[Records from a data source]
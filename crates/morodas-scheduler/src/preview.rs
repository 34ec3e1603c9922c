//! Schedule preview — the next N fire instants for display and validation.

use chrono::{DateTime, Duration, Utc};

use crate::recurrence::next_fire_at;
use crate::trigger::Schedule;

/// Generate the next `count` fire instants of `schedule` starting from
/// `from`. Pure and restartable: the same inputs reproduce the same
/// sequence.
pub fn upcoming(schedule: &Schedule, count: usize, from: DateTime<Utc>) -> Vec<DateTime<Utc>> {
    let mut fires = Vec::with_capacity(count);
    let mut cursor = from;
    for _ in 0..count {
        let fire = next_fire_at(schedule, cursor);
        // nudge one minute past the result: the calculator treats the exact
        // minute as already passed, so this yields the following occurrence
        cursor = fire + Duration::minutes(1);
        fires.push(fire);
    }
    fires
}
//! Provides parsing and formatting helpers for durations.
use std::fmt::Write;
use std::time::Duration;

/// Provides a separator line which is used by all text reports.
pub static SEPARATOR: &str =
    "-------------------------------------------------------------------------------\n";

/// Parses a duration from a given string.
///
/// This string can have the following suffixes:
/// * **ms**: treats the value as milliseconds
/// * **s** or no suffix: treats the value as seconds
/// * **m**: treats the value as minutes
/// * **h**: treats the value as hours
/// * **d**: treats the value as days
///
/// Suffixes are case insensitive. Returns an **Err** if either a non-integer value or an unknown
/// suffix was given.
///
/// # Examples
///
/// ```
/// # use std::time::Duration;
/// assert_eq!(filecache::fmt::parse_duration("250 ms").unwrap(), Duration::from_millis(250));
/// assert_eq!(filecache::fmt::parse_duration("30").unwrap(), Duration::from_secs(30));
/// assert_eq!(filecache::fmt::parse_duration("10m").unwrap(), Duration::from_secs(10 * 60));
/// assert_eq!(filecache::fmt::parse_duration("2 H").unwrap(), Duration::from_secs(2 * 60 * 60));
/// assert_eq!(filecache::fmt::parse_duration("1d").unwrap(), Duration::from_secs(24 * 60 * 60));
///
/// // Decimal or negative numbers as well as unknown suffixes result in an error...
/// assert_eq!(filecache::fmt::parse_duration("1.5s").is_err(), true);
/// assert_eq!(filecache::fmt::parse_duration("-1m").is_err(), true);
/// assert_eq!(filecache::fmt::parse_duration("3 w").is_err(), true);
///
/// // So do durations which cannot be represented...
/// assert_eq!(filecache::fmt::parse_duration("300000000000000d").is_err(), true);
/// ```
pub fn parse_duration(str: impl AsRef<str>) -> anyhow::Result<Duration> {
    lazy_static::lazy_static! {
        static ref NUMBER_AND_UNIT: regex::Regex =
            regex::Regex::new(r"^ *(\d+) *((?i:ms|s|m|h|d))? *$").unwrap();
    }

    let captures = NUMBER_AND_UNIT.captures(str.as_ref()).ok_or_else(|| {
        anyhow::anyhow!(
            "Cannot parse '{}' into a duration. \
             Expected a positive number and optionally 'ms', 's', 'm', 'h' or 'd' as suffix.",
            str.as_ref()
        )
    })?;

    let number = captures[1].parse::<u64>()?;
    let unit = captures
        .get(2)
        .map(|unit| unit.as_str().to_lowercase())
        .unwrap_or_default();

    let factor = match unit.as_str() {
        "ms" => return Ok(Duration::from_millis(number)),
        "m" => 60,
        "h" => 60 * 60,
        "d" => 60 * 60 * 24,
        _ => 1,
    };

    number
        .checked_mul(factor)
        .map(Duration::from_secs)
        .ok_or_else(|| anyhow::anyhow!("The duration '{}' is too large.", str.as_ref()))
}

/// Formats a duration into a string like "1d 3h 17m 2s 12ms".
///
/// Units which are zero are skipped. A zero duration is rendered as "0ms".
///
/// # Examples
///
/// ```
/// # use std::time::Duration;
/// assert_eq!(filecache::fmt::format_duration(Duration::ZERO), "0ms");
/// assert_eq!(filecache::fmt::format_duration(Duration::from_millis(1013)), "1s 13ms");
/// assert_eq!(filecache::fmt::format_duration(Duration::from_secs(60 * 61)), "1h 1m");
/// assert_eq!(filecache::fmt::format_duration(Duration::from_secs(24 * 60 * 60 + 59)), "1d 59s");
/// ```
pub fn format_duration(duration: Duration) -> String {
    const UNITS: [(u128, &str); 5] = [
        (1000 * 60 * 60 * 24, "d"),
        (1000 * 60 * 60, "h"),
        (1000 * 60, "m"),
        (1000, "s"),
        (1, "ms"),
    ];

    let mut remainder = duration.as_millis();
    if remainder == 0 {
        return "0ms".to_owned();
    }

    let mut result = String::new();
    for (millis, unit) in UNITS {
        let amount = remainder / millis;
        if amount > 0 {
            if !result.is_empty() {
                result.push(' ');
            }
            let _ = write!(result, "{}{}", amount, unit);
            remainder %= millis;
        }
    }

    result
}

#[cfg(test)]
mod tests {
    use crate::fmt::parse_duration;
    use std::time::Duration;

    #[test]
    fn overflowing_durations_are_rejected() {
        assert_eq!(parse_duration("300000000000000d").is_err(), true);
        assert_eq!(parse_duration("18446744073709551615h").is_err(), true);
        assert_eq!(parse_duration("18446744073709551616").is_err(), true);

        // The largest representable values still work...
        assert_eq!(
            parse_duration("18446744073709551615").unwrap(),
            Duration::from_secs(u64::MAX)
        );
        assert_eq!(
            parse_duration("18446744073709551615ms").unwrap(),
            Duration::from_millis(u64::MAX)
        );
    }
}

_Exercise requirements_
Your reply should contain every entry, repeated exactly.

_Answer below_
filename crates/morodas-scheduler/src/preview.rs
repository 34ec3e1603c9922c
//! Schedule preview — the next N fire instants for display and validation.

use chrono::{DateTime, Duration, Utc};

use crate::recurrence::next_fire_at;
use crate::trigger::Schedule;

/// Generate the next `count` fire instants of `schedule` starting from
/// `from`. Pure and restartable: the same inputs reproduce the same
/// sequence.
pub fn upcoming(schedule: &Schedule, count: usize, from: DateTime<Utc>) -> Vec<DateTime<Utc>> {
    let mut fires = Vec::with_capacity(count);
    let mut cursor = from;
    for _ in 0..count {
        let fire = next_fire_at(schedule, cursor);
        // nudge one minute past the result: the calculator treats the exact
        // minute as already passed, so this yields the following occurrence
        cursor = fire + Duration::minutes(1);
        fires.push(fire);
    }
    fires
}
//! Provides parsing and formatting helpers for durations.
use std::fmt::Write;
use std::time::Duration;

/// Provides a separator line which is used by all text reports.
pub static SEPARATOR: &str =
    "-------------------------------------------------------------------------------\n";

/// Parses a duration from a given string.
///
/// This string can have the following suffixes:
/// * **ms**: treats the value as milliseconds
/// * **s** or no suffix: treats the value as seconds
/// * **m**: treats the value as minutes
/// * **h**: treats the value as hours
/// * **d**: treats the value as days
///
/// Suffixes are case insensitive. Returns an **Err** if either a non-integer value or an unknown
/// suffix was given.
///
/// # Examples
///
/// ```
/// # use std::time::Duration;
/// assert_eq!(filecache::fmt::parse_duration("250 ms").unwrap(), Duration::from_millis(250));
/// assert_eq!(filecache::fmt::parse_duration("30").unwrap(), Duration::from_secs(30));
/// assert_eq!(filecache::fmt::parse_duration("10m").unwrap(), Duration::from_secs(10 * 60));
/// assert_eq!(filecache::fmt::parse_duration("2 H").unwrap(), Duration::from_secs(2 * 60 * 60));
/// assert_eq!(filecache::fmt::parse_duration("1d").unwrap(), Duration::from_secs(24 * 60 * 60));
///
/// // Decimal or negative numbers as well as unknown suffixes result in an error...
/// assert_eq!(filecache::fmt::parse_duration("1.5s").is_err(), true);
/// assert_eq!(filecache::fmt::parse_duration("-1m").is_err(), true);
/// assert_eq!(filecache::fmt::parse_duration("3 w").is_err(), true);
///
/// // So do durations which cannot be represented...
/// assert_eq!(filecache::fmt::parse_duration("300000000000000d").is_err(), true);
/// ```
pub fn parse_duration(str: impl AsRef<str>) -> anyhow::Result<Duration> {
    lazy_static::lazy_static! {
        static ref NUMBER_AND_UNIT: regex::Regex =
            regex::Regex::new(r"^ *(\d+) *((?i:ms|s|m|h|d))? *$").unwrap();
    }

    let captures = NUMBER_AND_UNIT.captures(str.as_ref()).ok_or_else(|| {
        anyhow::anyhow!(
            "Cannot parse '{}' into a duration. \
             Expected a positive number and optionally 'ms', 's', 'm', 'h' or 'd' as suffix.",
            str.as_ref()
        )
    })?;

    let number = captures[1].parse::<u64>()?;
    let unit = captures
        .get(2)
        .map(|unit| unit.as_str().to_lowercase())
        .unwrap_or_default();

    let factor = match unit.as_str() {
        "ms" => return Ok(Duration::from_millis(number)),
        "m" => 60,
        "h" => 60 * 60,
        "d" => 60 * 60 * 24,
        _ => 1,
    };

    number
        .checked_mul(factor)
        .map(Duration::from_secs)
        .ok_or_else(|| anyhow::anyhow!("The duration '{}' is too large.", str.as_ref()))
}

/// Formats a duration into a string like "1d 3h 17m 2s 12ms".
///
/// Units which are zero are skipped. A zero duration is rendered as "0ms".
///
/// # Examples
///
/// ```
/// # use std::time::Duration;
/// assert_eq!(filecache::fmt::format_duration(Duration::ZERO), "0ms");
/// assert_eq!(filecache::fmt::format_duration(Duration::from_millis(1013)), "1s 13ms");
/// assert_eq!(filecache::fmt::format_duration(Duration::from_secs(60 * 61)), "1h 1m");
/// assert_eq!(filecache::fmt::format_duration(Duration::from_secs(24 * 60 * 60 + 59)), "1d 59s");
/// ```
pub fn format_duration(duration: Duration) -> String {
    const UNITS: [(u128, &str); 5] = [
        (1000 * 60 * 60 * 24, "d"),
        (1000 * 60 * 60, "h"),
        (1000 * 60, "m"),
        (1000, "s"),
        (1, "ms"),
    ];

    let mut remainder = duration.as_millis();
    if remainder == 0 {
        return "0ms".to_owned();
    }

    let mut result = String::new();
    for (millis, unit) in UNITS {
        let amount = remainder / millis;
        if amount > 0 {
            if !result.is_empty() {
                result.push(' ');
            }
            let _ = write!(result, "{}{}", amount, unit);
            remainder %= millis;
        }
    }

    result
}

#[cfg(test)]
mod tests {
    use crate::fmt::parse_duration;
    use std::time::Duration;

    #[test]
    fn overflowing_durations_are_rejected() {
        assert_eq!(parse_duration("300000000000000d").is_err(), true);
        assert_eq!(parse_duration("18446744073709551615h").is_err(), true);
        assert_eq!(parse_duration("18446744073709551616").is_err(), true);

        // The largest representable values still work...
        assert_eq!(
            parse_duration("18446744073709551615").unwrap(),
            Duration::from_secs(u64::MAX)
        );
        assert_eq!(
            parse_duration("18446744073709551615ms").unwrap(),
            Duration::from_millis(u64::MAX)
        );
    }
}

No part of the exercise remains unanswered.